Omar had spent twenty-six years in the same kind of job: a desk, a screen, back-to-back calls. He wasn't a big eater at meals. If you'd asked him to describe his diet he'd have called it "pretty normal" — and he'd have meant it.

What he wasn't counting was everything that happened around the meals.

The pastry someone always brought to the Monday standup. The handful of almonds at 11, then another at 3. The flat white on the walk in, the second one after lunch. The office candy jar he passed nine times a day. Dinner was reasonable. Everything orbiting dinner was not.

"I genuinely thought I ate like a normal person. I'd just never once added up the parts I didn't think of as eating."

That's the quiet thing about a desk job. The food doesn't arrive as meals. It arrives as moments — small, social, automatic — and not one of them feels worth counting.

Adding up the moments

Omar's doctor gave him three months to move the numbers before they'd talk about medication. He didn't want medication.
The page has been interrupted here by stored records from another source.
//! Newtype wrappers around chat-platform snowflake identifiers.
//!
//! Using distinct types prevents accidentally passing a `RoleId` where a
//! `ChannelId` is expected. All ids serialize as plain integers, and as
//! strings when used as JSON object keys.

use std::fmt;
use std::str::FromStr;

use serde::{Deserialize, Serialize};

/// Macro to define a newtype ID wrapper around a `u64` snowflake.
macro_rules! define_id {
    (
        $(#[$meta:meta])*
        $name:ident
    ) => {
        $(#[$meta])*
        #[derive(Debug, Clone, Copy, PartialEq, Eq, PartialOrd, Ord, Hash, Serialize, Deserialize)]
        #[serde(transparent)]
        pub struct $name(pub u64);

        impl $name {
            /// Create an identifier from a raw snowflake.
            pub const fn new(raw: u64) -> Self {
                Self(raw)
            }

            /// Return the raw snowflake value.
            pub const fn get(self) -> u64 {
                self.0
            }
        }

        impl fmt::Display for $name {
            fn fmt(&self, f: &mut fmt::Formatter<'_>) -> fmt::Result {
                write!(f, "{}", self.0)
            }
        }

        impl FromStr for $name {
            type Err = std::num::ParseIntError;

            fn from_str(s: &str) -> Result<Self, Self::Err> {
                s.trim().parse::<u64>().map(Self)
            }
        }

        impl From<u64> for $name {
            fn from(raw: u64) -> Self {
                Self(raw)
            }
        }

        impl From<$name> for u64 {
            fn from(id: $name) -> u64 {
                id.0
            }
        }
    };
}

define_id!(
    /// Identifier of a community (a chat server / guild).
    CommunityId
);

define_id!(
    /// Identifier of a community member.
    MemberId
);

define_id!(
    /// Identifier of a role within a community.
    RoleId
);

define_id!(
    /// Identifier of a text channel.
    ChannelId
);
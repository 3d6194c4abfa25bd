//! # livewatch-entity
//!
//! Domain entities for LiveWatch: communities, subjects and their platform
//! links, per-link presence state, intents, and the versioned durable
//! document that ties them together.

pub mod community;
pub mod document;
pub mod intent;
pub mod presence;
pub mod subject;

pub use community::{CommunityConfig, CommunityRecord, CommunitySnapshot};
pub use document::{DocumentMetadata, SCHEMA_VERSION, StateDocument};
pub use intent::{Intent, IntentKind};
pub use presence::PresenceState;
pub use subject::{PlatformLink, SubjectRecord};
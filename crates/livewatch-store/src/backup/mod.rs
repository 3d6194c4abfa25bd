//! Remote backup transports.

pub mod directory;
pub mod memory;
pub mod webdav;

use std::sync::Arc;
use std::time::Duration;

use chrono::{DateTime, Utc};
use tracing::info;

use livewatch_core::config::{BackupConfig, BackupProviderKind};
use livewatch_core::error::AppError;
use livewatch_core::result::AppResult;
use livewatch_core::traits::{BackupTransport, LATEST_BACKUP_NAME};

pub use directory::DirectoryBackupTransport;
pub use memory::MemoryBackupTransport;
pub use webdav::WebDavBackupTransport;

/// Prefix shared by every timestamped backup file.
pub const BACKUP_FILE_PREFIX: &str = "livewatch-";

const BACKUP_FILE_EXT: &str = ".json";

/// Build the transport selected in configuration. `None` means backups are
/// disabled.
pub async fn build_transport(
    config: &BackupConfig,
    request_timeout: Duration,
) -> AppResult<Option<Arc<dyn BackupTransport>>> {
    let transport: Arc<dyn BackupTransport> = match config.provider {
        BackupProviderKind::None => {
            info!("Remote backups disabled");
            return Ok(None);
        }
        BackupProviderKind::Directory => {
            Arc::new(DirectoryBackupTransport::new(&config.directory, config.keep).await?)
        }
        BackupProviderKind::WebDav => {
            Arc::new(WebDavBackupTransport::new(&config.webdav, request_timeout)?)
        }
    };
    info!(
        transport = transport.transport_type(),
        "Remote backup transport ready"
    );
    Ok(Some(transport))
}

/// File name for a backup taken at `at`. Names sort chronologically.
pub fn timestamped_name(at: DateTime<Utc>) -> String {
    format!(
        "{BACKUP_FILE_PREFIX}{}{BACKUP_FILE_EXT}",
        at.format("%Y%m%dT%H%M%S%.6fZ")
    )
}

/// Map a backup name to the file name stored by a transport.
///
/// Only bare names are accepted; anything that could escape the backup
/// location is rejected.
pub fn resolve_file_name(name: &str) -> AppResult<String> {
    let name = name.trim();
    if name.is_empty()
        || name.contains('/')
        || name.contains('\\')
        || name.contains("..")
    {
        return Err(AppError::validation(format!(
            "Invalid backup name: '{name}'"
        )));
    }
    if name.ends_with(BACKUP_FILE_EXT) {
        Ok(name.to_string())
    } else {
        Ok(format!("{name}{BACKUP_FILE_EXT}"))
    }
}

/// File name of the rolling latest copy.
pub fn latest_file_name() -> String {
    format!("{LATEST_BACKUP_NAME}{BACKUP_FILE_EXT}")
}
//! State store error taxonomy.

use std::path::Path;

use thiserror::Error;

use livewatch_core::error::{AppError, ErrorKind};
use livewatch_core::types::{CommunityId, MemberId, Platform};

/// Errors raised by the state store.
#[derive(Debug, Error)]
pub enum StoreError {
    /// The durable document could not be decoded.
    #[error("state document '{path}' is corrupt: {reason}")]
    Corruption {
        /// Where the bad document came from.
        path: String,
        /// Decoder message.
        reason: String,
    },

    /// Reading or writing durable storage failed.
    #[error("storage I/O error on '{path}': {source}")]
    Io {
        /// File or directory involved.
        path: String,
        /// Underlying error.
        #[source]
        source: std::io::Error,
    },

    /// Encoding the in-memory model failed.
    #[error("failed to encode state document: {0}")]
    Encode(#[from] serde_json::Error),

    /// No such community.
    #[error("community {0} not found")]
    CommunityNotFound(CommunityId),

    /// No such (subject, platform) link.
    #[error("member {member} has no {platform} link in community {community}")]
    LinkNotFound {
        /// Community searched.
        community: CommunityId,
        /// Member searched.
        member: MemberId,
        /// Platform searched.
        platform: Platform,
    },

    /// The operation conflicts with existing state.
    #[error("conflict: {0}")]
    Conflict(String),

    /// Invalid input from the command layer.
    #[error("invalid input: {0}")]
    Validation(String),
}

impl StoreError {
    /// Wrap an I/O error with the path it concerns.
    pub fn io(path: &Path, source: std::io::Error) -> Self {
        Self::Io {
            path: path.display().to_string(),
            source,
        }
    }

    /// Build a corruption error.
    pub fn corruption(origin: impl Into<String>, reason: impl ToString) -> Self {
        Self::Corruption {
            path: origin.into(),
            reason: reason.to_string(),
        }
    }
}

impl From<StoreError> for AppError {
    fn from(err: StoreError) -> Self {
        let kind = match &err {
            StoreError::Corruption { .. } => ErrorKind::Corruption,
            StoreError::Io { .. } => ErrorKind::Storage,
            StoreError::Encode(_) => ErrorKind::Serialization,
            StoreError::CommunityNotFound(_) | StoreError::LinkNotFound { .. } => {
                ErrorKind::NotFound
            }
            StoreError::Conflict(_) => ErrorKind::Conflict,
            StoreError::Validation(_) => ErrorKind::Validation,
        };
        let message = err.to_string();
        AppError::with_source(kind, message, err)
    }
}
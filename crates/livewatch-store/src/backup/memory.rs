//! In-process backup transport.

use std::collections::BTreeMap;
use std::path::Path;
use std::sync::Mutex;
use std::sync::atomic::{AtomicBool, Ordering};

use async_trait::async_trait;
use bytes::Bytes;
use chrono::Utc;
use tokio::fs;

use livewatch_core::error::AppError;
use livewatch_core::result::AppResult;
use livewatch_core::traits::{BackupRef, BackupTransport, LATEST_BACKUP_NAME};

use super::timestamped_name;

/// Keeps backups in memory. Used by tests and for dry runs.
#[derive(Debug, Default)]
pub struct MemoryBackupTransport {
    objects: Mutex<BTreeMap<String, Bytes>>,
    fail_uploads: AtomicBool,
}

impl MemoryBackupTransport {
    /// Create an empty transport.
    pub fn new() -> Self {
        Self::default()
    }

    /// Seed the `latest` backup.
    pub fn with_latest(bytes: impl Into<Bytes>) -> Self {
        let transport = Self::default();
        transport.insert(LATEST_BACKUP_NAME, bytes);
        transport
    }

    /// Store an object under `name`.
    pub fn insert(&self, name: &str, bytes: impl Into<Bytes>) {
        self.objects
            .lock()
            .unwrap_or_else(|e| e.into_inner())
            .insert(name.to_string(), bytes.into());
    }

    /// Make subsequent uploads fail.
    pub fn set_fail_uploads(&self, fail: bool) {
        self.fail_uploads.store(fail, Ordering::SeqCst);
    }

    /// Number of timestamped uploads held.
    pub fn upload_count(&self) -> usize {
        self.objects
            .lock()
            .unwrap_or_else(|e| e.into_inner())
            .keys()
            .filter(|k| k.as_str() != LATEST_BACKUP_NAME)
            .count()
    }

    /// The current `latest` object.
    pub fn latest(&self) -> Option<Bytes> {
        self.objects
            .lock()
            .unwrap_or_else(|e| e.into_inner())
            .get(LATEST_BACKUP_NAME)
            .cloned()
    }
}

#[async_trait]
impl BackupTransport for MemoryBackupTransport {
    fn transport_type(&self) -> &str {
        "memory"
    }

    async fn upload(&self, local_path: &Path) -> AppResult<BackupRef> {
        if self.fail_uploads.load(Ordering::SeqCst) {
            return Err(AppError::backup("memory transport is failing uploads"));
        }

        let bytes = Bytes::from(fs::read(local_path).await?);
        let uploaded_at = Utc::now();
        let name = timestamped_name(uploaded_at);
        self.insert(&name, bytes.clone());
        self.insert(LATEST_BACKUP_NAME, bytes.clone());

        Ok(BackupRef {
            location: format!("memory://{name}"),
            name,
            uploaded_at,
            size_bytes: bytes.len() as u64,
        })
    }

    async fn download(&self, name: &str) -> AppResult<Option<Bytes>> {
        Ok(self
            .objects
            .lock()
            .unwrap_or_else(|e| e.into_inner())
            .get(name)
            .cloned())
    }
}
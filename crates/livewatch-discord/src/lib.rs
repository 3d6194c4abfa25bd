//! # livewatch-discord
//!
//! Discord REST v10 implementation of
//! [`ChatPlatformClient`](livewatch_core::traits::ChatPlatformClient):
//! channel messages for live notifications and member role updates for the
//! live role.

pub mod client;
pub mod formatter;

pub use client::DiscordClient;
pub use formatter::render_announcement;
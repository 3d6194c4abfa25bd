//! Convenience result type alias for LiveWatch.

use crate::error::AppError;

/// A specialized `Result` type for LiveWatch operations.
pub type AppResult<T> = Result<T, AppError>;
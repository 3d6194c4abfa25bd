//! Platform link commands.

use clap::{Args, Subcommand};

use livewatch_core::config::AppConfig;
use livewatch_core::error::AppError;
use livewatch_core::types::{CommunityId, MemberId, Platform};

use crate::output;

/// Arguments for link commands
#[derive(Debug, Args)]
pub struct LinkArgs {
    /// Link subcommand
    #[command(subcommand)]
    pub command: LinkCommand,
}

/// Link subcommands
#[derive(Debug, Subcommand)]
pub enum LinkCommand {
    /// Link a member to a channel on a platform
    Add {
        /// Community (server) id
        community: CommunityId,
        /// Member id
        member: MemberId,
        /// Platform: twitch or youtube
        platform: Platform,
        /// Channel login (Twitch) or channel id (YouTube)
        handle: String,
    },
    /// Remove a member's link on a platform
    Remove {
        /// Community (server) id
        community: CommunityId,
        /// Member id
        member: MemberId,
        /// Platform: twitch or youtube
        platform: Platform,
    },
}

/// Execute link commands
pub async fn execute(args: &LinkArgs, config: &AppConfig) -> Result<(), AppError> {
    let store = super::open_store(config).await?;

    match &args.command {
        LinkCommand::Add {
            community,
            member,
            platform,
            handle,
        } => {
            let created = store.add_subject_link(*community, *member, *platform, handle)?;
            super::save(&store).await?;

            if created {
                output::print_success(&format!(
                    "Linked member {} to {} '{}' in community {}",
                    member,
                    platform.display_name(),
                    handle.trim(),
                    community
                ));
            } else {
                output::print_warning(&format!(
                    "Member {} is already linked to {} '{}'",
                    member,
                    platform.display_name(),
                    handle.trim()
                ));
            }
        }
        LinkCommand::Remove {
            community,
            member,
            platform,
        } => {
            let revoke = store.remove_subject_link(*community, *member, *platform)?;
            super::save(&store).await?;

            output::print_success(&format!(
                "Removed {} link of member {} in community {}",
                platform.display_name(),
                member,
                community
            ));
            if revoke.is_some() {
                output::print_warning(
                    "The member was live on this platform only; the server revokes the live role on its next polling cycle",
                );
            }
        }
    }

    Ok(())
}
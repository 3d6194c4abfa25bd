//! Chat platform (Discord) configuration.

use serde::{Deserialize, Serialize};

/// Discord REST client configuration.
#[derive(Debug, Clone, Serialize, Deserialize)]
pub struct DiscordConfig {
    /// Bot token used for the `Authorization: Bot` header.
    #[serde(default)]
    pub token: String,
    /// REST API base URL.
    #[serde(default = "default_api_base")]
    pub api_base: String,
    /// Request timeout in seconds.
    #[serde(default = "default_request_timeout")]
    pub request_timeout_seconds: u64,
}

impl Default for DiscordConfig {
    fn default() -> Self {
        Self {
            token: String::new(),
            api_base: default_api_base(),
            request_timeout_seconds: default_request_timeout(),
        }
    }
}

fn default_api_base() -> String {
    "https://discord.com/api/v10".to_string()
}

fn default_request_timeout() -> u64 {
    15
}
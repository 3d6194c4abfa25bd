//! Streaming platform adapter trait.

use async_trait::async_trait;
use thiserror::Error;

use crate::error::{AppError, ErrorKind};
use crate::types::{LiveStatus, Platform};

/// Failure of a single live check. Every variant is non-fatal for the
/// polling cycle; the subject keeps its previous state.
#[derive(Debug, Clone, PartialEq, Eq, Error)]
pub enum AdapterError {
    /// Transport-level failure (connect, DNS, 5xx).
    #[error("network error: {0}")]
    Network(String),

    /// The call did not complete in time.
    #[error("request timed out")]
    Timeout,

    /// The bearer token was rejected; a refreshed token may succeed.
    #[error("authorization expired: {0}")]
    AuthExpired(String),

    /// Credentials are invalid or missing.
    #[error("authorization failed: {0}")]
    Unauthorized(String),

    /// The platform throttled the caller.
    #[error("rate limited (retry after {retry_after_secs:?}s)")]
    RateLimited {
        /// Server-suggested wait, if provided.
        retry_after_secs: Option<u64>,
    },

    /// The platform answered with something we could not interpret.
    #[error("invalid response: {0}")]
    InvalidResponse(String),

    /// No adapter is registered for the requested platform.
    #[error("no adapter registered for platform '{0}'")]
    Unsupported(Platform),
}

impl AdapterError {
    /// Whether retrying the same call within the current cycle may help.
    pub fn is_retryable(&self) -> bool {
        matches!(
            self,
            Self::Network(_) | Self::Timeout | Self::RateLimited { .. }
        )
    }
}

impl From<AdapterError> for AppError {
    fn from(err: AdapterError) -> Self {
        let message = err.to_string();
        AppError::with_source(ErrorKind::Adapter, message, err)
    }
}

/// Uniform live-check capability, one implementation per platform.
///
/// Implementations must be safe to call concurrently for distinct handles,
/// must cache any bearer token internally, and must retry once on an
/// authorization-expiry response before surfacing an error.
#[async_trait]
pub trait PlatformAdapter: Send + Sync + std::fmt::Debug + 'static {
    /// The platform this adapter serves.
    fn platform(&self) -> Platform;

    /// Report whether the channel identified by `handle` is live.
    async fn check_live(&self, handle: &str) -> Result<LiveStatus, AdapterError>;
}

#[cfg(test)]
mod tests {
    use super::*;

    #[test]
    fn test_retryable_classification() {
        assert!(AdapterError::Timeout.is_retryable());
        assert!(AdapterError::Network("reset".into()).is_retryable());
        assert!(
            AdapterError::RateLimited {
                retry_after_secs: Some(3)
            }
            .is_retryable()
        );
        assert!(!AdapterError::AuthExpired("401".into()).is_retryable());
        assert!(!AdapterError::Unsupported(Platform::Twitch).is_retryable());
    }
}
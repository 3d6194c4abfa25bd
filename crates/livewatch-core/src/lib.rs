//! # livewatch-core
//!
//! Core crate for LiveWatch. Contains the configuration schemas, typed
//! identifiers, platform and live-status types, the collaborator traits
//! (platform adapters, chat client, backup transport), and the unified
//! error system.
//!
//! This crate has **no** internal dependencies on other LiveWatch crates.

pub mod config;
pub mod error;
pub mod result;
pub mod traits;
pub mod types;

pub use error::AppError;
pub use result::AppResult;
So he did the one thing he'd never done: he wrote down everything for two weeks. Not to diet yet — just to see.

He used Excaloricate because it was fast enough to keep up with him. He wasn't going to weigh almonds on a kitchen scale at his desk. He'd type "handful of almonds" or "office croissant" or "oat flat white, large," get an estimate, and get back to his call. Three seconds, thumb on the phone.

The two-week total was the wake-up the bloodwork had only hinted at. The snacks and drinks — the parts he'd have sworn were nothing — were running close to 800 calories a day on top of his meals. Day after day, year after year.

What he actually changed

Omar didn't overhaul his life. He's the first to say he doesn't have the temperament for it. He made four boring changes and kept logging:

  • One coffee with calories, the rest black. The morning oat flat white stayed. The afternoon one became an Americano. That alone was most of a snack, gone.
  • He moved the snacks out of arm's reach. The desk drawer got cleared. If he wanted almonds he had to walk to the kitchen for them, and half the time he didn't bother.
  • A snack budget, logged. He gave himself room for two real snacks a day and logged them. When the number was spent, the candy jar stopped being a decision.
  • A short walk after lunch. Not for the calories so much as to stop the 3pm grazing before it started.

Six months later

Omar lost 14 kilos over about six months — slowly, unremarkably, without a single day he'd describe as hungry. The follow-up bloodwork was the part he actually cared about: fasting glucose back in range, HbA1c down to 5.5. No medication.

He still works the same desk, takes the same calls. The drawer is still empty. What he tells colleagues who notice isn't a diet — it's a sentence. The food you don't think of as meals is still food. Once he could see it, the rest was just arithmetic he'd been refusing to do.

Community stories. Not medical advice. Consult a professional before changing your diet.